**Aim of the task**
Each line of the data below that includes the string "limit" must be copied.

**Supplied material**
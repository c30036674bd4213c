use std::collections::HashMap;
use std::path::Path;
use std::sync::atomic::{AtomicI64, AtomicU64, Ordering};

use chrono::Utc;
use parking_lot::{Mutex, RwLock};
use rusqlite::Connection;
use serde::{Deserialize, Serialize};

/// Type of metric.
#[derive(Clone, Debug, Serialize, Deserialize, PartialEq, Eq)]
#[serde(rename_all = "snake_case")]
pub enum MetricType {
    Counter,
    Gauge,
}

/// A snapshot of a metric value at a point in time.
#[derive(Clone, Debug, Serialize, Deserialize)]
pub struct MetricsSnapshot {
    pub id: i64,
    pub timestamp: String,
    pub name: String,
    pub value: f64,
    pub labels: Option<String>,
    pub metric_type: MetricType,
}

/// Query parameters for searching metric snapshots.
#[derive(Clone, Debug, Default)]
pub struct MetricsQuery {
    pub name: Option<String>,
    pub since: Option<String>,
    pub limit: Option<u32>,
}

/// In-memory counter. Monotonically increasing.
struct Counter {
    value: AtomicU64,
}

impl Counter {
    fn new() -> Self {
        Self {
            value: AtomicU64::new(0),
        }
    }
    fn increment(&self, n: u64) {
        self.value.fetch_add(n, Ordering::Relaxed);
    }
    fn get(&self) -> u64 {
        self.value.load(Ordering::Relaxed)
    }
}

/// In-memory gauge, stored as f64 bits so updates stay atomic.
struct Gauge {
    value: AtomicI64,
}

impl Gauge {
    fn new() -> Self {
        Self {
            value: AtomicI64::new(0),
        }
    }
    fn set(&self, v: f64) {
        self.value.store(v.to_bits() as i64, Ordering::Relaxed);
    }
    fn increment(&self, delta: f64) {
        loop {
            let current = self.value.load(Ordering::Relaxed);
            let new = f64::from_bits(current as u64) + delta;
            if self
                .value
                .compare_exchange_weak(
                    current,
                    new.to_bits() as i64,
                    Ordering::Relaxed,
                    Ordering::Relaxed,
                )
                .is_ok()
            {
                break;
            }
        }
    }
    fn get(&self) -> f64 {
        f64::from_bits(self.value.load(Ordering::Relaxed) as u64)
    }
}

/// Metric key: name + sorted labels.
#[derive(Clone, Debug, Hash, PartialEq, Eq)]
struct MetricKey {
    name: String,
    labels: Vec<(String, String)>,
}

impl MetricKey {
    fn new(name: impl Into<String>, labels: &[(&str, &str)]) -> Self {
        let mut sorted: Vec<(String, String)> = labels
            .iter()
            .map(|(k, v)| (k.to_string(), v.to_string()))
            .collect();
        sorted.sort_by(|a, b| a.0.cmp(&b.0));
        Self {
            name: name.into(),
            labels: sorted,
        }
    }

    fn labels_json(&self) -> Option<String> {
        if self.labels.is_empty() {
            return None;
        }
        let map: HashMap<&str, &str> = self
            .labels
            .iter()
            .map(|(k, v)| (k.as_str(), v.as_str()))
            .collect();
        serde_json::to_string(&map).ok()
    }
}

/// Thread-safe counter/gauge recorder backed by SQLite for history.
///
/// The ingest pipeline counts messages, unknown topics, deliveries and
/// dropped publishes here; the gauge side tracks connected WebSocket
/// clients and registered widgets.
pub struct MetricsRecorder {
    counters: RwLock<HashMap<MetricKey, Counter>>,
    gauges: RwLock<HashMap<MetricKey, Gauge>>,
    db: Mutex<Connection>,
}

impl MetricsRecorder {
    pub fn new(db_path: &Path) -> Result<Self, rusqlite::Error> {
        if let Some(parent) = db_path.parent() {
            std::fs::create_dir_all(parent).ok();
        }
        let conn = Connection::open(db_path)?;
        conn.execute_batch(
            "PRAGMA journal_mode = WAL;
             PRAGMA synchronous = NORMAL;
             CREATE TABLE IF NOT EXISTS metrics_snapshots (
                 id INTEGER PRIMARY KEY AUTOINCREMENT,
                 timestamp TEXT NOT NULL,
                 name TEXT NOT NULL,
                 value REAL NOT NULL,
                 labels TEXT,
                 metric_type TEXT NOT NULL
             );
             CREATE INDEX IF NOT EXISTS idx_metrics_name ON metrics_snapshots(name, timestamp);",
        )?;
        Ok(Self {
            counters: RwLock::new(HashMap::new()),
            gauges: RwLock::new(HashMap::new()),
            db: Mutex::new(conn),
        })
    }

    /// Increment a counter by n.
    pub fn counter_inc(&self, name: &str, labels: &[(&str, &str)], n: u64) {
        let key = MetricKey::new(name, labels);
        let counters = self.counters.read();
        if let Some(c) = counters.get(&key) {
            c.increment(n);
            return;
        }
        drop(counters);
        let mut counters = self.counters.write();
        counters.entry(key).or_insert_with(Counter::new).increment(n);
    }

    /// Set a gauge to a specific value.
    pub fn gauge_set(&self, name: &str, labels: &[(&str, &str)], value: f64) {
        let key = MetricKey::new(name, labels);
        let gauges = self.gauges.read();
        if let Some(g) = gauges.get(&key) {
            g.set(value);
            return;
        }
        drop(gauges);
        let mut gauges = self.gauges.write();
        gauges.entry(key).or_insert_with(Gauge::new).set(value);
    }

    /// Increment/decrement a gauge by delta.
    pub fn gauge_inc(&self, name: &str, labels: &[(&str, &str)], delta: f64) {
        let key = MetricKey::new(name, labels);
        let gauges = self.gauges.read();
        if let Some(g) = gauges.get(&key) {
            g.increment(delta);
            return;
        }
        drop(gauges);
        let mut gauges = self.gauges.write();
        gauges.entry(key).or_insert_with(Gauge::new).increment(delta);
    }

    /// Current value of a counter.
    pub fn counter_get(&self, name: &str, labels: &[(&str, &str)]) -> u64 {
        let key = MetricKey::new(name, labels);
        self.counters.read().get(&key).map_or(0, |c| c.get())
    }

    /// Current value of a gauge.
    pub fn gauge_get(&self, name: &str, labels: &[(&str, &str)]) -> f64 {
        let key = MetricKey::new(name, labels);
        self.gauges.read().get(&key).map_or(0.0, |g| g.get())
    }

    /// Persist all current metric values to SQLite. Returns rows written.
    pub fn snapshot(&self) -> Result<usize, rusqlite::Error> {
        let now = Utc::now().to_rfc3339();
        let db = self.db.lock();
        let mut count = 0;

        let counters = self.counters.read();
        for (key, counter) in counters.iter() {
            db.execute(
                "INSERT INTO metrics_snapshots (timestamp, name, value, labels, metric_type)
                 VALUES (?1, ?2, ?3, ?4, ?5)",
                rusqlite::params![
                    now,
                    key.name,
                    counter.get() as f64,
                    key.labels_json(),
                    "counter"
                ],
            )?;
            count += 1;
        }
        drop(counters);

        let gauges = self.gauges.read();
        for (key, gauge) in gauges.iter() {
            db.execute(
                "INSERT INTO metrics_snapshots (timestamp, name, value, labels, metric_type)
                 VALUES (?1, ?2, ?3, ?4, ?5)",
                rusqlite::params![now, key.name, gauge.get(), key.labels_json(), "gauge"],
            )?;
            count += 1;
        }

        Ok(count)
    }

    /// Query historical metric snapshots, newest first.
    pub fn query(&self, q: &MetricsQuery) -> Result<Vec<MetricsSnapshot>, rusqlite::Error> {
        let db = self.db.lock();
        let mut sql = String::from(
            "SELECT id, timestamp, name, value, labels, metric_type FROM metrics_snapshots WHERE 1=1",
        );
        let mut params: Vec<Box<dyn rusqlite::types::ToSql>> = Vec::new();

        if let Some(name) = &q.name {
            sql.push_str(&format!(" AND name = ?{}", params.len() + 1));
            params.push(Box::new(name.clone()));
        }
        if let Some(since) = &q.since {
            sql.push_str(&format!(" AND timestamp >= ?{}", params.len() + 1));
            params.push(Box::new(since.clone()));
        }

        sql.push_str(" ORDER BY id DESC");
        let limit = q.limit.unwrap_or(100);
        sql.push_str(&format!(" LIMIT {limit}"));

        let param_refs: Vec<&dyn rusqlite::types::ToSql> =
            params.iter().map(|p| p.as_ref()).collect();
        let mut stmt = db.prepare(&sql)?;
        let rows = stmt.query_map(param_refs.as_slice(), |row| {
            let mt_str: String = row.get(5)?;
            let metric_type = match mt_str.as_str() {
                "gauge" => MetricType::Gauge,
                _ => MetricType::Counter,
            };
            Ok(MetricsSnapshot {
                id: row.get(0)?,
                timestamp: row.get(1)?,
                name: row.get(2)?,
                value: row.get(3)?,
                labels: row.get(4)?,
                metric_type,
            })
        })?;

        rows.collect()
    }

    /// Prune snapshots older than retention_days.
    pub fn prune(&self, retention_days: u32) -> Result<usize, rusqlite::Error> {
        let db = self.db.lock();
        let cutoff = Utc::now()
            .checked_sub_signed(chrono::Duration::days(retention_days as i64))
            .unwrap_or_else(Utc::now)
            .to_rfc3339();
        db.execute(
            "DELETE FROM metrics_snapshots WHERE timestamp < ?1",
            rusqlite::params![cutoff],
        )
    }
}
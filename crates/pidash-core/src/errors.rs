/// Typed error hierarchy for broker transport operations.
/// Classifies errors as fatal (reconfigure and restart) or retryable.
#[derive(Clone, Debug, thiserror::Error)]
pub enum TransportError {
    // Fatal — a retry with the same configuration cannot succeed
    #[error("invalid broker configuration: {0}")]
    InvalidConfig(String),
    #[error("broker refused credentials")]
    AuthRefused,

    // Retryable
    #[error("not connected to broker")]
    NotConnected,
    #[error("outbound request queue full")]
    QueueFull,
    #[error("connection lost: {0}")]
    ConnectionLost(String),

    // Operational
    #[error("transport shut down")]
    Shutdown,
}

impl TransportError {
    pub fn is_retryable(&self) -> bool {
        matches!(
            self,
            Self::NotConnected | Self::QueueFull | Self::ConnectionLost(_)
        )
    }

    pub fn is_fatal(&self) -> bool {
        matches!(self, Self::InvalidConfig(_) | Self::AuthRefused)
    }

    /// Short classification string for logging/metrics.
    pub fn error_kind(&self) -> &'static str {
        match self {
            Self::InvalidConfig(_) => "invalid_config",
            Self::AuthRefused => "auth_refused",
            Self::NotConnected => "not_connected",
            Self::QueueFull => "queue_full",
            Self::ConnectionLost(_) => "connection_lost",
            Self::Shutdown => "shutdown",
        }
    }
}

**Your response**
    pub limit: Option<u32>,
        let limit = q.limit.unwrap_or(100);
        sql.push_str(&format!(" LIMIT {limit}"));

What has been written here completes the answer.